**Saved entries:**

******

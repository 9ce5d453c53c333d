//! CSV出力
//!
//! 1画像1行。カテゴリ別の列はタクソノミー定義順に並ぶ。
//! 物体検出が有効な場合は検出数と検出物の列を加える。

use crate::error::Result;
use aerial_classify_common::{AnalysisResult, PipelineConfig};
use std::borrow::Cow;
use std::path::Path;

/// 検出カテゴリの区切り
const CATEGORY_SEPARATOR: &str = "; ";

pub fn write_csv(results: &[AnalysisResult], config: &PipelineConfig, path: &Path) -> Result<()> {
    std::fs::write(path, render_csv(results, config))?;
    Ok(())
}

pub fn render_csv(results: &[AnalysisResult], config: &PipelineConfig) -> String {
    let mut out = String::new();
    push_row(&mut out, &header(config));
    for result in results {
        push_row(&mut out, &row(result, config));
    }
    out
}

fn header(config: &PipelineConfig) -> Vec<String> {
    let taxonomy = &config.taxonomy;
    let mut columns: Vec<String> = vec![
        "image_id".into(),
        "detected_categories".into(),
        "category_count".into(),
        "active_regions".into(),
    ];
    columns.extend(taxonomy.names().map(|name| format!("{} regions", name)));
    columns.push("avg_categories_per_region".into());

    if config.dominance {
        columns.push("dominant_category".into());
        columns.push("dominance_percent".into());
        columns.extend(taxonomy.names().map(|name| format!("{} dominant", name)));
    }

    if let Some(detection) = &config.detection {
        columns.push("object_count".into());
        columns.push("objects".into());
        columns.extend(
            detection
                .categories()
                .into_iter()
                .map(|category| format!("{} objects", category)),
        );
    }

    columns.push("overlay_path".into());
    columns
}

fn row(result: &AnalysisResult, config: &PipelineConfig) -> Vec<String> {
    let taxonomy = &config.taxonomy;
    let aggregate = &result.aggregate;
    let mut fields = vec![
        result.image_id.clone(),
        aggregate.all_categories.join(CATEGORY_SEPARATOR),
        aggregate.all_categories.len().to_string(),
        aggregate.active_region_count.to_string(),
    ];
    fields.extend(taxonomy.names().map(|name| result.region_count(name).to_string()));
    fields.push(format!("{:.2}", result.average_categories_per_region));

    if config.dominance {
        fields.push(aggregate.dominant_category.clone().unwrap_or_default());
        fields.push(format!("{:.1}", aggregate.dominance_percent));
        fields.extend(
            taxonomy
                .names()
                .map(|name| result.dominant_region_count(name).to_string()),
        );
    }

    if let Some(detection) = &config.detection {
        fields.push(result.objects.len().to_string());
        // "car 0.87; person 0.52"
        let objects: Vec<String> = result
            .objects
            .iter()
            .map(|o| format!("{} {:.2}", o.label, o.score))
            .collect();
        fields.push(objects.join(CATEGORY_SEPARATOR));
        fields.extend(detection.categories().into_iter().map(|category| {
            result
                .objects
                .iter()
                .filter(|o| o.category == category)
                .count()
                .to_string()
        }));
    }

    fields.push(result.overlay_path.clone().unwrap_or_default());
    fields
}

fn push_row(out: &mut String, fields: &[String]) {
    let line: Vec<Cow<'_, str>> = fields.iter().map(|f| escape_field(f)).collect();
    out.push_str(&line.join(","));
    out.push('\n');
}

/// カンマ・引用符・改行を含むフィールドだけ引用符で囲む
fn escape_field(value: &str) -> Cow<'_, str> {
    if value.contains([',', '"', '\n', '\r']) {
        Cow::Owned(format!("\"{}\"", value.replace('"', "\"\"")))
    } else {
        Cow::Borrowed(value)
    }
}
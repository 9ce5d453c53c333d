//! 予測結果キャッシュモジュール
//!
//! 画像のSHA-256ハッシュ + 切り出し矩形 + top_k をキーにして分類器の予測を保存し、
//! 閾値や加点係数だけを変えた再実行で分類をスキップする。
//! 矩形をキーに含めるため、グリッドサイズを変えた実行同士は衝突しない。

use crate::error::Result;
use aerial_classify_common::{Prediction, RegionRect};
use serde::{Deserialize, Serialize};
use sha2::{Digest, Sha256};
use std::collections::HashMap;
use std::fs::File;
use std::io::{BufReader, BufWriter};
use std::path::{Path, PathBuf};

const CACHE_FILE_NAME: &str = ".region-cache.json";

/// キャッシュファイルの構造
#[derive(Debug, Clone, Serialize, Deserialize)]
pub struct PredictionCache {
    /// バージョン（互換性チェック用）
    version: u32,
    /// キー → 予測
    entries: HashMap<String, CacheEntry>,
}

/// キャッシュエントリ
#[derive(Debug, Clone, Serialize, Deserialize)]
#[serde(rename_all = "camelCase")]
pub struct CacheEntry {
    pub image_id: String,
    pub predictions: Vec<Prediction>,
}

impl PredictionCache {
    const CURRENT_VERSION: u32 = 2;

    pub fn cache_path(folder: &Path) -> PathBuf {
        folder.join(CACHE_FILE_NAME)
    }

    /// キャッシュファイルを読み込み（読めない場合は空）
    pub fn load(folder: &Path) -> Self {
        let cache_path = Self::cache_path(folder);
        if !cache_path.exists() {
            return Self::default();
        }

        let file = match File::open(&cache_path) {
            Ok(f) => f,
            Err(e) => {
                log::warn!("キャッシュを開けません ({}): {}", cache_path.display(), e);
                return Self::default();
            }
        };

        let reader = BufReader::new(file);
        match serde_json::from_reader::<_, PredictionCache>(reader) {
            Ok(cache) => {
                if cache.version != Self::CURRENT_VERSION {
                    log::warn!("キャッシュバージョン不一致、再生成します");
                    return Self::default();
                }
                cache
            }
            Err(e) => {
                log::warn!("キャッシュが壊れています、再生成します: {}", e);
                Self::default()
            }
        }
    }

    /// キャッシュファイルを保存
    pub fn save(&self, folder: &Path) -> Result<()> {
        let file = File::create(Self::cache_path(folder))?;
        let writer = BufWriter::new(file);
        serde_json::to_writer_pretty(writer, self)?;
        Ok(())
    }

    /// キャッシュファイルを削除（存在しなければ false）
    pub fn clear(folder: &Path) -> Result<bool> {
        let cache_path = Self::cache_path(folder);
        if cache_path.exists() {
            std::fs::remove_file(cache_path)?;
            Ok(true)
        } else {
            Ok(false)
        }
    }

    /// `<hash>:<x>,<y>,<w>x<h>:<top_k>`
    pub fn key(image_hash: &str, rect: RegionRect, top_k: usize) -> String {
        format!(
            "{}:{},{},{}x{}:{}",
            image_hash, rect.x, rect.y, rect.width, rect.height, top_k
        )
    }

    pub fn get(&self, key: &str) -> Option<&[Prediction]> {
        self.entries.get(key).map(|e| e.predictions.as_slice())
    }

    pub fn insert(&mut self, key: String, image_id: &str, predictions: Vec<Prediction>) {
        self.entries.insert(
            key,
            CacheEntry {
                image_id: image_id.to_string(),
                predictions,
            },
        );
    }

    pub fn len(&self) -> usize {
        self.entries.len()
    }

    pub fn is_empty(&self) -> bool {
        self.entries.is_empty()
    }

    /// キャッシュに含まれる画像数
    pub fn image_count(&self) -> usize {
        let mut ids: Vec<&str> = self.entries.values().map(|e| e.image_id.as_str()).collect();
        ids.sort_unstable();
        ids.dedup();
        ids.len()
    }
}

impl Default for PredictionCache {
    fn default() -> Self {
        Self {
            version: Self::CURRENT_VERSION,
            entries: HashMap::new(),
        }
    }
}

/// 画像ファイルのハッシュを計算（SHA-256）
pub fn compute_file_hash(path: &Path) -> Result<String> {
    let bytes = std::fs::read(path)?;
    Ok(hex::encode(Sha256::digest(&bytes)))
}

******

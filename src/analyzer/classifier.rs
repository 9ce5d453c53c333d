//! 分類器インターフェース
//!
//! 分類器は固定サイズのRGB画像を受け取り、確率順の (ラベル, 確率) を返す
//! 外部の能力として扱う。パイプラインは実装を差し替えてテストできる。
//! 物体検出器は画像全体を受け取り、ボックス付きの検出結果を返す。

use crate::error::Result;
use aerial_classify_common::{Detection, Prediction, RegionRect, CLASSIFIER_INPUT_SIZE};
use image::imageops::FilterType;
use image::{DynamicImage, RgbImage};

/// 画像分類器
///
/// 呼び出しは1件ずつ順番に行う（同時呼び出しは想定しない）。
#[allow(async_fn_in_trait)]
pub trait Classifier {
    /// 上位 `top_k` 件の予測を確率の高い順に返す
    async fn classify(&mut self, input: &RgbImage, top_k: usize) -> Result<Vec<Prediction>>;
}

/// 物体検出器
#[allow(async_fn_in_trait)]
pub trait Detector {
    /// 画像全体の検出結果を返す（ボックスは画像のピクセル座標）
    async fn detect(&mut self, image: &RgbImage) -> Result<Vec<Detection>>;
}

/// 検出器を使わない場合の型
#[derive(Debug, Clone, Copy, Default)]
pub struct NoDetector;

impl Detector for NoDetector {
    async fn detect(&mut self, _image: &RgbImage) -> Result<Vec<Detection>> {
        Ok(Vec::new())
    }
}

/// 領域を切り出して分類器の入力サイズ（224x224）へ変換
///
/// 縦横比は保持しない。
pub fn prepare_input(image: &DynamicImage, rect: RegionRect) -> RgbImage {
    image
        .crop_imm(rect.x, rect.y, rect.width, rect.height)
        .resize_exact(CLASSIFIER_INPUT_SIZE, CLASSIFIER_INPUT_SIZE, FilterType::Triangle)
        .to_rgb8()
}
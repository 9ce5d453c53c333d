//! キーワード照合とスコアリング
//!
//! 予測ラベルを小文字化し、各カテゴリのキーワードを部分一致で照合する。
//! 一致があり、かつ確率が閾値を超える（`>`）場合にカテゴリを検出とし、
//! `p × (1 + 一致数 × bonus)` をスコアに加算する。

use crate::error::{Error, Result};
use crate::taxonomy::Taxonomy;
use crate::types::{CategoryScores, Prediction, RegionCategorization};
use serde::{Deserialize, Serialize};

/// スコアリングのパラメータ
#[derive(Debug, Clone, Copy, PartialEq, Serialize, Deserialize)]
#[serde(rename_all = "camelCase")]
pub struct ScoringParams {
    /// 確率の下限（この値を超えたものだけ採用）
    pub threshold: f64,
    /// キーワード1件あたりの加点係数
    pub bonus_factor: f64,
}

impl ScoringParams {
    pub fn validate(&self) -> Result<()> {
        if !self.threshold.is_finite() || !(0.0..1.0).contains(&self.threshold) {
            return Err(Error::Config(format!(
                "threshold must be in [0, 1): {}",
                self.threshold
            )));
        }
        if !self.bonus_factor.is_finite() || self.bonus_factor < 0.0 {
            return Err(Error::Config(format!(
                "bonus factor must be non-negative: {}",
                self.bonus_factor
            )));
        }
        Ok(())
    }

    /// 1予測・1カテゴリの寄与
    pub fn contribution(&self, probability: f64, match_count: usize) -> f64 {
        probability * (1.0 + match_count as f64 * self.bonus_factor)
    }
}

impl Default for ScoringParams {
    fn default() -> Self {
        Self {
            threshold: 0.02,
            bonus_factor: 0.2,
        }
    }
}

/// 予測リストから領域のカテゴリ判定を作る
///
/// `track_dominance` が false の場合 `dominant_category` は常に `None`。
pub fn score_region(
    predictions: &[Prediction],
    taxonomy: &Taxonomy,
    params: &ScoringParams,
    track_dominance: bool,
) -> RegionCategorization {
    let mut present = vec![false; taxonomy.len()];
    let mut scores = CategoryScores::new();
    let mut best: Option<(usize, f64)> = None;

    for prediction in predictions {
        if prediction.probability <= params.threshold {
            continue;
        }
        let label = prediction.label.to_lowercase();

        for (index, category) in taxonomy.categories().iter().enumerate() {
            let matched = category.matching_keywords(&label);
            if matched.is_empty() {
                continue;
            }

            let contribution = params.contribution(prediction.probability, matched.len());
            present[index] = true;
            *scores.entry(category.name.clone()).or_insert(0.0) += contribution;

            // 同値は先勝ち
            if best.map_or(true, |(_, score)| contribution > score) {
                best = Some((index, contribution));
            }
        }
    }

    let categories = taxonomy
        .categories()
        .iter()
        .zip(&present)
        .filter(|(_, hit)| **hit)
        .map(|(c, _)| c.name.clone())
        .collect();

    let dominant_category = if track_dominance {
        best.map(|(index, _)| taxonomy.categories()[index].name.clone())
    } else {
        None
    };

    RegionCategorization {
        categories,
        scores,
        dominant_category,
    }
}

******

**Task goal:** From the entries, report each line that includes the word "join".

**Expected output:**
        aggregate.all_categories.join(CATEGORY_SEPARATOR),
        fields.push(objects.join(CATEGORY_SEPARATOR));
    out.push_str(&line.join(","));
        folder.join(CACHE_FILE_NAME)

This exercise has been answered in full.